During the next couple of days which followed, though in an unknown state of shock, we managed to plan Phillip's funeral, make the decisions that had to be made, and visit with the many friends and family that came to support us. There were so many family and friends who did so very much for us, we cannot imagine how it might have been without their help and support. The weeks that followed, were somehow now filled with desperate feelings of loneliness and isolation. The family and friends were still there, but the pain within felt so deep and unmanageable that we were not sure how we were ever going to cope and manage our family and our lives again. It seemed to take all the strength we could muster to give to our girls. How could we ever expect to be happy or joyful again? One of our precious children had died.
Just a few weeks after Phillip died, we were introduced to a support group for parents who had lost a child(ren). The group was Compassionate Friends and met in Lafayette once a month. We reluctantly went to this group out of desperation. We didn't know how to cope and we were hurting so much, we were willing to try almost anything that might give us some relief - some hope for our future and for our children's.
It is now very clear to us that during Phillip's illness, and in the weeks and months that followed his death, God carried us through our pain and struggles. We very often felt angry with God and felt abandoned by him for allowing this tragedy. We were spiritually confused with unanswered "Why's." But as time began to move along, we, too, began taking some forward steps on the journey towards a new life - a new normal life. (We wanted the old life, but eventually began to accept the fact that we would never again have things as they once were).
God could not return to us what we so very much wanted, but He did allow us to learn and grow from our tragedy. It is our belief that God does not cause tragic events in our lives, but He does allow them to happen. It is part of the price we pay for the freedom God has given us.
In time we began to know how God was going to help us survive. Through the love, support, and prayers of our family and friends, through the many books we read on the grief process and the Compassionate Friends Support Group, we've learned not only to survive, but also to live again. Through the help of these resources, we came to recognize that the feelings of anger and isolation, the loneliness and desperation, the feelings of being stripped of self confidence as a parent were all very normal and that we were not going crazy.
We've come to know and understand that grief is a journey that can either cripple, or become a time of growth spiritually and emotionally.
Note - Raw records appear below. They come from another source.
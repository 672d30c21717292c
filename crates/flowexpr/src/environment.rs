//! Name-to-type bindings visible at a point of an activity graph.

use std::sync::Arc;

use indexmap::IndexMap;
use rustc_hash::FxHashSet;
use smol_str::SmolStr;

use crate::types::TypeId;

/// A read-only chain of scopes. Inner scopes shadow outer ones.
#[derive(Debug, Clone, Default)]
pub struct Environment {
    bindings: IndexMap<SmolStr, TypeId>,
    parent: Option<Arc<Environment>>,
}

impl Environment {
    pub fn new() -> Self {
        Self::default()
    }

    /// Creates an empty scope nested inside `parent`.
    pub fn child_of(parent: Arc<Environment>) -> Self {
        Self {
            bindings: IndexMap::new(),
            parent: Some(parent),
        }
    }

    pub fn bind(mut self, name: impl Into<SmolStr>, ty: TypeId) -> Self {
        self.insert(name, ty);
        self
    }

    pub fn insert(&mut self, name: impl Into<SmolStr>, ty: TypeId) {
        self.bindings.insert(name.into(), ty);
    }

    pub fn parent(&self) -> Option<&Environment> {
        self.parent.as_deref()
    }

    pub fn lookup(&self, name: &str) -> Option<TypeId> {
        self.bindings
            .get(name)
            .copied()
            .or_else(|| self.parent.as_ref().and_then(|p| p.lookup(name)))
    }

    /// Every visible binding once, innermost scope first.
    pub fn visible_bindings(&self) -> Vec<(SmolStr, TypeId)> {
        let mut seen = FxHashSet::default();
        let mut visible = Vec::new();
        let mut scope = Some(self);
        while let Some(current) = scope {
            for (name, ty) in &current.bindings {
                if seen.insert(name.clone()) {
                    visible.push((name.clone(), *ty));
                }
            }
            scope = current.parent();
        }
        visible
    }

    pub fn is_empty(&self) -> bool {
        self.bindings.is_empty() && self.parent.as_ref().is_none_or(|p| p.is_empty())
    }
}
#[derive(Debug, Clone)]
pub struct AssemblyInfo {
    pub name: AssemblyName,
    /// Generated at runtime; such types can never be persisted as imports.
    pub is_dynamic: bool,
}

#[derive(Debug, Clone, Copy, PartialEq, Eq, Hash)]
pub enum TypeKind {
    Class,
    Struct,
    Interface,
    Enum,
    Array { element: TypeId, rank: u32 },
    GenericParameter,
}

#[derive(Debug, Clone, Copy, PartialEq, Eq, Hash)]
pub enum MemberKind {
    Field { read_only: bool },
    Property { settable: bool },
}

/// A field or property, as referenced from a member-access node.
#[derive(Debug, Clone, PartialEq, Eq, Hash)]
pub struct MemberRef {
    pub name: SmolStr,
    pub declaring_type: TypeId,
    pub ty: TypeId,
    pub kind: MemberKind,
    pub is_static: bool,
}

impl MemberRef {
    pub fn is_settable(&self) -> bool {
        match self.kind {
            MemberKind::Field { read_only } => !read_only,
            MemberKind::Property { settable } => settable,
        }
    }
}

#[derive(Debug, Clone, Copy, PartialEq, Eq, Hash, Default)]
pub enum MethodKind {
    #[default]
    Ordinary,
    /// Getter of an indexed property (`get_Item`).
    IndexerGet { settable: bool },
}

#[derive(Debug, Clone, PartialEq, Eq, Hash)]
pub struct MethodRef {
    pub name: SmolStr,
    pub declaring_type: TypeId,
    pub parameters: Vec<TypeId>,
    pub return_type: TypeId,
    pub generic_arguments: Vec<TypeId>,
    pub is_generic_definition: bool,
    pub is_static: bool,
    pub kind: MethodKind,
}

impl MethodRef {
    pub fn new(
        name: impl Into<SmolStr>,
        declaring_type: TypeId,
        parameters: Vec<TypeId>,
        return_type: TypeId,
    ) -> Self {
        Self {
            name: name.into(),
            declaring_type,
            parameters,
            return_type,
            generic_arguments: Vec::new(),
            is_generic_definition: false,
            is_static: false,
            kind: MethodKind::Ordinary,
        }
    }

    pub fn static_method(mut self) -> Self {
        self.is_static = true;
        self
    }

    pub fn with_generic_arguments(mut self, arguments: Vec<TypeId>) -> Self {
        self.generic_arguments = arguments;
        self
    }

    /// A generic method instantiated with concrete type arguments only.
    pub fn is_closed_generic(&self, universe: &TypeUniverse) -> bool {
        !self.generic_arguments.is_empty()
            && !self.is_generic_definition
            && !self
                .generic_arguments
                .iter()
                .any(|arg| universe.contains_generic_parameters(*arg))
    }
}

#[derive(Debug, Clone, PartialEq, Eq, Hash)]
pub struct ConstructorRef {
    pub declaring_type: TypeId,
    pub parameters: Vec<TypeId>,
}

#[derive(Debug, Clone)]
pub struct TypeInfo {
    pub name: SmolStr,
    pub namespace: Option<SmolStr>,
    pub assembly: AssemblyId,
    pub kind: TypeKind,
    pub base_type: Option<TypeId>,
    pub interfaces: Vec<TypeId>,
    pub generic_arguments: Vec<TypeId>,
    pub generic_definition: Option<TypeId>,
    pub is_generic_definition: bool,
    pub members: Vec<MemberRef>,
    pub methods: Vec<MethodRef>,
    pub constructors: Vec<ConstructorRef>,
}

impl TypeInfo {
    pub fn is_value_type(&self) -> bool {
        matches!(self.kind, TypeKind::Struct | TypeKind::Enum)
    }
}

/// Declaration used to add a type to a universe.
#[derive(Debug, Clone)]
pub struct TypeDef {
    pub name: SmolStr,
    pub namespace: Option<SmolStr>,
    pub assembly: AssemblyId,
    pub kind: TypeKind,
    pub base_type: Option<TypeId>,
    pub interfaces: Vec<TypeId>,
    pub generic_parameters: Vec<SmolStr>,
}

impl TypeDef {
    fn new(namespace: &str, name: &str, assembly: AssemblyId, kind: TypeKind) -> Self {
        Self {
            name: SmolStr::new(name),
            namespace: (!namespace.is_empty()).then(|| SmolStr::new(namespace)),
            assembly,
            kind,
            base_type: None,
            interfaces: Vec::new(),
            generic_parameters: Vec::new(),
        }
    }

    pub fn class(namespace: &str, name: &str, assembly: AssemblyId) -> Self {
        Self::new(namespace, name, assembly, TypeKind::Class)
    }

    pub fn structure(namespace: &str, name: &str, assembly: AssemblyId) -> Self {
        Self::new(namespace, name, assembly, TypeKind::Struct)
    }

    pub fn interface(namespace: &str, name: &str, assembly: AssemblyId) -> Self {
        Self::new(namespace, name, assembly, TypeKind::Interface)
    }

    pub fn enumeration(namespace: &str, name: &str, assembly: AssemblyId) -> Self {
        Self::new(namespace, name, assembly, TypeKind::Enum)
    }

    pub fn with_base(mut self, base: TypeId) -> Self {
        self.base_type = Some(base);
        self
    }

    pub fn with_interfaces(mut self, interfaces: impl IntoIterator<Item = TypeId>) -> Self {
        self.interfaces.extend(interfaces);
        self
    }

    /// Makes this declaration an open generic definition with the given parameter names.
    pub fn with_generic_parameters(mut self, parameters: &[&str]) -> Self {
        self.generic_parameters = parameters.iter().map(|p| SmolStr::new(p)).collect();
        self
    }
}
We have come a very long way on our journey through grief - and for that we give thanks to God. We also are clearly aware that for the rest of our lives we must continue living through the lifelong losses that come with the death of a child. We know we will continue to feel the loss of Phillip's not being there for the first day of school, not being there to graduate from high school with those who were his friends, not being a part of his sisters" lives, not knowing his new little sister in the family, or not ever becoming our adult son. Although we continue to hurt and miss Phillip, we have also been able to accept, to adjust, to live again, and to laugh again.
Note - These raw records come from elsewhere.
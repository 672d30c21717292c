//! Reference closure over a compiled expression tree.
//!
//! Walks every node of an [`Expr`] and collects the nominal types that a persisted
//! definition must be able to name in order to recompile the same text:
//!
//! - each node kind contributes its anchor types (constant value types, declaring
//!   types of static members, constructors and static calls, conversion targets,
//!   parameter and member types, call signatures);
//! - every collected type is expanded with its interfaces and its base chain up
//!   to, but excluding, the universal root;
//! - a reference is either *direct* (needed verbatim at the use site, always
//!   kept) or *non-direct* (dropped when its defining assembly is a default one).

use indexmap::IndexSet;
use rustc_hash::FxHashSet;

use crate::config::DefaultAssemblies;
use crate::expr::{ConstantValue, ElementInit, Expr, MemberBinding, MemberBindingKind, NewExpr};
use crate::types::{TypeId, TypeUniverse};

/// Collects the type closure of `expr`. Types are returned in first-discovery order.
pub fn collect_type_references(
    expr: &Expr,
    universe: &TypeUniverse,
    defaults: &DefaultAssemblies,
) -> IndexSet<TypeId> {
    let mut collector = TypeReferenceCollector::new(universe, defaults);
    collector.visit(expr);
    collector.finish()
}

/// Stateful form of [`collect_type_references`], usable across several trees.
pub struct TypeReferenceCollector<'a> {
    universe: &'a TypeUniverse,
    defaults: &'a DefaultAssemblies,
    references: IndexSet<TypeId>,
    expanded: FxHashSet<TypeId>,
}

impl<'a> TypeReferenceCollector<'a> {
    pub fn new(universe: &'a TypeUniverse, defaults: &'a DefaultAssemblies) -> Self {
        Self {
            universe,
            defaults,
            references: IndexSet::new(),
            expanded: FxHashSet::default(),
        }
    }

    pub fn finish(self) -> IndexSet<TypeId> {
        self.references
    }

    pub fn visit(&mut self, expr: &Expr) {
        match expr {
            Expr::Binary(binary) => {
                self.visit(&binary.left);
                self.visit(&binary.right);
            }
            Expr::Conditional(conditional) => {
                self.visit(&conditional.test);
                self.visit(&conditional.if_true);
                self.visit(&conditional.if_false);
            }
            Expr::Constant(constant) => match &constant.value {
                ConstantValue::Type(ty) => self.ensure_referenced(*ty, true),
                ConstantValue::Value { runtime_type, .. } => self.ensure_referenced(*runtime_type, true),
                ConstantValue::Null => {}
            },
            Expr::Invoke(invoke) => {
                self.visit(&invoke.target);
                self.visit_all(&invoke.arguments);
            }
            Expr::Lambda(lambda) => {
                self.visit(&lambda.body);
                for parameter in &lambda.parameters {
                    self.ensure_referenced(parameter.ty, false);
                }
            }
            Expr::ListInit(list_init) => {
                self.visit_new(&list_init.new_expression);
                self.visit_initializers(&list_init.initializers);
            }
            Expr::Parameter(parameter) => self.ensure_referenced(parameter.ty, false),
            Expr::MemberAccess(member_access) => {
                match &member_access.receiver {
                    Some(receiver) => self.visit(receiver),
                    None => self.ensure_referenced(member_access.member.declaring_type, true),
                }
                self.ensure_referenced(member_access.ty, false);
            }
            Expr::MemberInit(member_init) => {
                self.visit_new(&member_init.new_expression);
                for binding in &member_init.bindings {
                    self.visit_binding(binding);
                }
            }
            Expr::ArrayIndex(array_index) => {
                self.visit(&array_index.array);
                self.visit_all(&array_index.indexes);
            }
            Expr::Call(call) => {
                let method = &call.method;
                match &call.receiver {
                    Some(receiver) => self.visit(receiver),
                    None => self.ensure_referenced(method.declaring_type, true),
                }
                self.ensure_referenced(call.ty, false);
                if method.is_closed_generic(self.universe) {
                    for argument in method.generic_arguments.iter().skip(1) {
                        self.ensure_referenced(*argument, false);
                    }
                }
                for parameter in &method.parameters {
                    self.ensure_referenced(*parameter, false);
                }
                self.visit_all(&call.arguments);
            }
            Expr::NewArray(new_array) => {
                if let Some(element) = self.universe.element_type(new_array.ty) {
                    self.ensure_referenced(element, true);
                }
                self.visit_all(&new_array.expressions);
            }
            Expr::New(new) => self.visit_new(new),
            Expr::TypeIs(type_is) => {
                self.visit(&type_is.operand);
                self.ensure_referenced(type_is.type_operand, true);
            }
            Expr::Convert(convert) => {
                self.visit(&convert.operand);
                self.ensure_referenced(convert.ty, true);
            }
            Expr::Unary(unary) => self.visit(&unary.operand),
            Expr::Block(block) => {
                for variable in &block.variables {
                    self.ensure_referenced(variable.ty, false);
                }
                self.visit_all(&block.expressions);
            }
            Expr::Assign(assign) => {
                self.visit(&assign.target);
                self.visit(&assign.value);
            }
        }
    }

    fn visit_all(&mut self, exprs: &[Expr]) {
        for expr in exprs {
            self.visit(expr);
        }
    }

    fn visit_new(&mut self, new: &NewExpr) {
        match &new.constructor {
            Some(constructor) => self.ensure_referenced(constructor.declaring_type, true),
            None => self.ensure_referenced(new.ty, true),
        }
        self.visit_all(&new.arguments);
    }

    fn visit_initializers(&mut self, initializers: &[ElementInit]) {
        for initializer in initializers {
            self.visit_all(&initializer.arguments);
        }
    }

    fn visit_binding(&mut self, binding: &MemberBinding) {
        match &binding.kind {
            MemberBindingKind::Assignment(expr) => self.visit(expr),
            MemberBindingKind::ListBinding(initializers) => self.visit_initializers(initializers),
            MemberBindingKind::MemberBinding(bindings) => {
                for nested in bindings {
                    self.visit_binding(nested);
                }
            }
        }
    }

    /// Adds `ty`, unwrapping array element types and pulling in the non-first
    /// arguments of closed generic types with the same directness.
    pub fn ensure_referenced(&mut self, ty: TypeId, is_direct: bool) {
        if let Some(element) = self.universe.element_type(ty) {
            self.ensure_referenced(element, is_direct);
            return;
        }

        let universe = self.universe;
        self.ensure_referenced_recurse(ty, is_direct);
        if universe.is_closed_generic(ty) {
            for argument in universe.generic_arguments(ty).iter().skip(1) {
                self.ensure_referenced(*argument, is_direct);
            }
        }
    }

    fn ensure_referenced_recurse(&mut self, ty: TypeId, is_direct: bool) {
        if self.references.contains(&ty) {
            return;
        }

        // non-direct references into default assemblies would only produce no-op imports
        if is_direct || !self.defaults.defines(self.universe, ty) {
            tracing::trace!(
                ty = %self.universe.full_name(ty),
                is_direct,
                "adding type reference"
            );
            self.references.insert(ty);
        }

        if !self.expanded.insert(ty) {
            return;
        }

        let universe = self.universe;
        for interface in universe.interfaces(ty) {
            self.ensure_referenced_recurse(*interface, false);
        }

        let root = universe.object();
        let mut base = universe.base_type(ty);
        while let Some(base_type) = base.filter(|b| *b != root) {
            self.ensure_referenced_recurse(base_type, false);
            base = universe.base_type(base_type);
        }
    }
}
We will always, always miss Phillip not being here as a part of our earthly life, but our faith in God's promise of eternal life and happiness allows us to have Phillip in our lives spiritually every moment of every day. It is this assurance that has allowed us to re-create a new normal life for us and our now three daughters. We've come to create a balance to our lives, one that has both the joys and struggles of life. Through God's blessings and our continuing journey through grief we've learned to live and to laugh again. May you too learn to live again and laugh again one day at a time.